Manipulation is a narcissistic parent tactic. He has little to no interest in his daughter’s life other than to serve his needs to look like a good Dad and a “family man” to anyone who cares to keep up with him. He uses Nikki to create an ongoing narrative to keep his son gaslit and dependent. Narcissists do not love. They will buy love. They will mirror love. They are incapable of loving.


As his daughter is turning 16 in July, his latest narrative to divide and alienate Nikki from her daughter is the triangulation of a car and school. He's made a big grandiose promise of a brand-new car to his daughter. What 16-yr old wouldn’t want to hear those words from her Dad? It is court-ordered in the original divorce document and the temporary order from

the ongoing custody battle that he pays for the kids' schooling. He will tell anyone willing to listen, the original document was “non-modifiable”. Until it serves him to triangulate, manipulate, and build an abusive narrative to alienate Nikki. In reality, her car and school are mutually exclusive.


In a span of a few weeks, he left 2 emails regarding summer school unanswered. He ignores Nikki’s attempt at co-parenting and communication regarding the education of his daughter. Recently, their daughter went for an overnight visit with the narc and this text came back to Nikki “he said he will buy me a car if you pay half of my school”.


Since his daughter was 13, he told me, "I will only buy her a car if she comes and lives with me". Never mind, she was honor roll, working small jobs, and was active in sports. The situation had to serve his needs. I was in the room when he told her those same words. However, he had no issues buying his son 4 cars in 2 years. Rationalized by “He’s had a hard life, his mother abandoned him”. He had no issue buying the cleaning lady a brand new $46,000 car. He had no issue buying my friend who hadn’t even signed an employment contract and had no experience in his industry a brand new X3. She worked for him for 4 days. But now your daughter has to prove her loyalty to you, negotiate her education, and disavow her mother to get a car.


It’s his narc attempt at triangulation, manipulation, and gaslighting. He knows he will pay for both. If for nothing else, to look like the hero. He is creating this narrative to set Nikki up as the bad guy and further his devaluing narrative of her.

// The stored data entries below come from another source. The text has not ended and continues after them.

//! Aspect configuration.
//!
//! Values come from, in increasing precedence:
//! 1. built-in defaults,
//! 2. `config/aspects.{toml,yaml,json,...}` (optional),
//! 3. `config/aspects.local.*` (optional),
//! 4. environment variables prefixed `ASPECTS__`, e.g.
//!    `ASPECTS__CACHE_TTL_MS=30000`.

use crate::error::{Error, Result};
use serde::Deserialize;
use std::time::Duration;

/// Settings shared by all aspects.
#[derive(Debug, Clone, Deserialize, PartialEq, Eq)]
#[serde(default)]
pub struct AspectSettings {
    /// Topic every event is published to.
    pub logging_topic: String,
    /// Calls at or above this duration emit a `SLOW_METHOD` warning.
    pub metrics_threshold_ms: u64,
    /// Time-to-live of cached results.
    pub cache_ttl_ms: u64,
    /// Reported in every event and used as the message key.
    pub service_name: String,
    /// Slots in the non-blocking publish buffer.
    pub publish_buffer: usize,
}

impl Default for AspectSettings {
    fn default() -> Self {
        Self {
            logging_topic: "service_logs".to_string(),
            metrics_threshold_ms: 100,
            cache_ttl_ms: 60_000,
            service_name: "service".to_string(),
            publish_buffer: 1024,
        }
    }
}

impl AspectSettings {
    /// Load settings from the optional files and the process environment.
    ///
    /// # Errors
    ///
    /// Returns `Error::ConfigError` if a source is malformed or a value
    /// fails validation.
    pub fn load() -> Result<Self> {
        Self::load_with(config::Environment::with_prefix("ASPECTS"))
    }

    fn load_with(environment: config::Environment) -> Result<Self> {
        let config = config::Config::builder()
            .add_source(config::File::with_name("config/aspects").required(false))
            .add_source(config::File::with_name("config/aspects.local").required(false))
            .add_source(environment.separator("__").try_parsing(true))
            .build()?;

        let settings: Self = config.try_deserialize()?;
        settings.validate()?;
        Ok(settings)
    }

    /// Reject settings no aspect can work with.
    ///
    /// # Errors
    ///
    /// Returns `Error::ConfigError` naming the offending field.
    pub fn validate(&self) -> Result<()> {
        if self.logging_topic.trim().is_empty() {
            return Err(Error::ConfigError("logging_topic must not be empty".to_string()));
        }
        if self.service_name.trim().is_empty() {
            return Err(Error::ConfigError("service_name must not be empty".to_string()));
        }
        if self.publish_buffer == 0 {
            return Err(Error::ConfigError("publish_buffer must be at least 1".to_string()));
        }
        Ok(())
    }

    pub fn cache_ttl(&self) -> Duration {
        Duration::from_millis(self.cache_ttl_ms)
    }

    pub fn metrics_threshold(&self) -> Duration {
        Duration::from_millis(self.metrics_threshold_ms)
    }

    pub fn with_service_name(mut self, service_name: impl Into<String>) -> Self {
        self.service_name = service_name.into();
        self
    }

    pub fn with_logging_topic(mut self, topic: impl Into<String>) -> Self {
        self.logging_topic = topic.into();
        self
    }

    pub fn with_cache_ttl(mut self, ttl: Duration) -> Self {
        self.cache_ttl_ms = ttl.as_millis() as u64;
        self
    }

    pub fn with_metrics_threshold(mut self, threshold: Duration) -> Self {
        self.metrics_threshold_ms = threshold.as_millis() as u64;
        self
    }
}

#[cfg(test)]
mod tests {
    use super::*;
    use std::collections::HashMap;

    fn env(vars: &[(&str, &str)]) -> config::Environment {
        let source: HashMap<String, String> = vars
            .iter()
            .map(|(k, v)| (k.to_string(), v.to_string()))
            .collect();
        config::Environment::with_prefix("ASPECTS").source(Some(source))
    }

    #[test]
    fn test_defaults() {
        let settings = AspectSettings::default();
        assert_eq!(settings.logging_topic, "service_logs");
        assert_eq!(settings.metrics_threshold(), Duration::from_millis(100));
        assert_eq!(settings.cache_ttl(), Duration::from_secs(60));
        assert_eq!(settings.service_name, "service");
        assert!(settings.validate().is_ok());
    }

    #[test]
    fn test_load_without_sources_gives_defaults() {
        let settings = AspectSettings::load_with(env(&[])).expect("load failed");
        assert_eq!(settings, AspectSettings::default());
    }

    #[test]
    fn test_environment_overrides() {
        let settings = AspectSettings::load_with(env(&[
            ("ASPECTS__CACHE_TTL_MS", "5000"),
            ("ASPECTS__SERVICE_NAME", "billing"),
        ]))
        .expect("load failed");

        assert_eq!(settings.cache_ttl_ms, 5000);
        assert_eq!(settings.service_name, "billing");
        assert_eq!(settings.logging_topic, "service_logs");
    }

    #[test]
    fn test_invalid_settings_rejected() {
        let err = AspectSettings::load_with(env(&[("ASPECTS__PUBLISH_BUFFER", "0")])).unwrap_err();
        assert!(matches!(err, Error::ConfigError(_)));
    }

    #[test]
    fn test_builders() {
        let settings = AspectSettings::default()
            .with_service_name("orders")
            .with_logging_topic("orders_logs")
            .with_cache_ttl(Duration::from_millis(50))
            .with_metrics_threshold(Duration::from_millis(10));

        assert_eq!(settings.service_name, "orders");
        assert_eq!(settings.logging_topic, "orders_logs");
        assert_eq!(settings.cache_ttl_ms, 50);
        assert_eq!(settings.metrics_threshold_ms, 10);
    }
}
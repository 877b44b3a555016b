//! Call context handed to every aspect.
//!
//! A [`JoinPoint`] names the intercepted operation and captures its
//! arguments. Each [`Arg`] is captured once, up front, in the two forms the
//! aspects need: a cache-key fragment and a JSON rendering.

use crate::key::KeyArg;
use crate::serialization;
use serde::Serialize;
use serde_json::Value;
use std::hash::Hash;

/// One captured call argument.
#[derive(Clone, Debug)]
pub struct Arg {
    key: KeyArg,
    rendered: Result<Value, String>,
}

impl Arg {
    /// Absent argument.
    pub fn null() -> Self {
        Arg {
            key: KeyArg::Null,
            rendered: Ok(Value::Null),
        }
    }

    /// Structured argument keyed by a hash of its content.
    pub fn object<T: Serialize + Hash + ?Sized>(value: &T) -> Self {
        Arg {
            key: KeyArg::hashed(value),
            rendered: capture(value),
        }
    }

    /// Structured argument with a caller-chosen key fragment.
    ///
    /// Useful for values that cannot implement `Hash` (floats, maps).
    pub fn keyed<T: Serialize + ?Sized>(key: impl Into<KeyArg>, value: &T) -> Self {
        Arg {
            key: key.into(),
            rendered: capture(value),
        }
    }

    pub fn key(&self) -> &KeyArg {
        &self.key
    }

    /// JSON rendering, or the reason it failed.
    pub fn rendered(&self) -> Result<&Value, &str> {
        self.rendered.as_ref().map_err(String::as_str)
    }
}

fn capture<T: Serialize + ?Sized>(value: &T) -> Result<Value, String> {
    serialization::to_value(value).map_err(|e| {
        warn!("Failed to serialize method parameter: {}", e);
        e.to_string()
    })
}

macro_rules! arg_from_int {
    ($($t:ty),*) => {
        $(
            impl From<$t> for Arg {
                fn from(v: $t) -> Self {
                    Arg {
                        key: KeyArg::from(v),
                        rendered: Ok(Value::from(v)),
                    }
                }
            }
        )*
    };
}

arg_from_int!(i8, i16, i32, i64, isize, u8, u16, u32, u64, usize);

impl From<&str> for Arg {
    fn from(v: &str) -> Self {
        Arg {
            key: KeyArg::from(v),
            rendered: Ok(Value::from(v)),
        }
    }
}

impl From<String> for Arg {
    fn from(v: String) -> Self {
        Arg {
            key: KeyArg::Str(v.clone()),
            rendered: Ok(Value::String(v)),
        }
    }
}

impl<T: Into<Arg>> From<Option<T>> for Arg {
    fn from(v: Option<T>) -> Self {
        v.map_or_else(Arg::null, Into::into)
    }
}

/// Identity and arguments of an intercepted call.
///
/// # Example
///
/// ```
/// use aspect_kit::joinpoint::{Arg, JoinPoint};
///
/// let jp = JoinPoint::new("UserService::find(id: i64, verbose: Option<&str>)")
///     .with_short_signature("UserService::find")
///     .arg(42_i64)
///     .arg(Option::<&str>::None);
///
/// assert_eq!(jp.parameters_text(), "[42,null]");
/// ```
#[derive(Clone, Debug)]
pub struct JoinPoint {
    signature: String,
    short_signature: Option<String>,
    args: Vec<Arg>,
}

impl JoinPoint {
    pub fn new(signature: impl Into<String>) -> Self {
        JoinPoint {
            signature: signature.into(),
            short_signature: None,
            args: Vec::new(),
        }
    }

    /// Compact name used in local log lines.
    pub fn with_short_signature(mut self, short: impl Into<String>) -> Self {
        self.short_signature = Some(short.into());
        self
    }

    /// Append an argument.
    pub fn arg(mut self, arg: impl Into<Arg>) -> Self {
        self.args.push(arg.into());
        self
    }

    /// Append a structured argument keyed by its content.
    pub fn object_arg<T: Serialize + Hash + ?Sized>(self, value: &T) -> Self {
        self.arg(Arg::object(value))
    }

    pub fn signature(&self) -> &str {
        &self.signature
    }

    pub fn short_signature(&self) -> &str {
        self.short_signature.as_deref().unwrap_or(&self.signature)
    }

    pub fn args(&self) -> &[Arg] {
        &self.args
    }

    /// Cache-key fragments, in argument order.
    pub fn key_args(&self) -> Vec<KeyArg> {
        self.args.iter().map(|arg| arg.key().clone()).collect()
    }

    /// JSON array of the arguments, `"[]"` when there are none, or the
    /// parameters placeholder when any argument failed to render.
    pub fn parameters_text(&self) -> String {
        serialization::render_parameters(self.args.iter().map(Arg::rendered))
    }
}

She’s 15. She doesn’t understand he’s court-ordered to pay for school. She has no idea he’s manipulating her to get a response from Nikki. She doesn’t understand, this is a psychologically and emotionally abusive parenting tactic. She saw her brother get not 1, but 4 new cars. She knows he has money to spend on his new supply. She hears him say “You got a $1,400 AirBnbB for Christmas”. Well, guess what narc, that wasn’t on her wish list. That was to love-bomb your new supply. This is all to serve you, control Nikki, and fuel your abusive narrative. The message that your daughter only deserves a car if she chooses you over her mother is abusive. The message that she is only worth a new car if she comes to serve you is abuse. Manipulating the situation in her teenage brain and placing Nikki in the hot seat, is abuse. It is court-ordered that you pay for school. You agreed to it. You signed off on it, twice. I’m not saying every child deserves a car. I am pointing out that if one child receives 4 new cars, the other child can reasonably expect the same. Anything less is psychologically abusive parenting. In true narc form, he is pitting 2 people against each other for supply.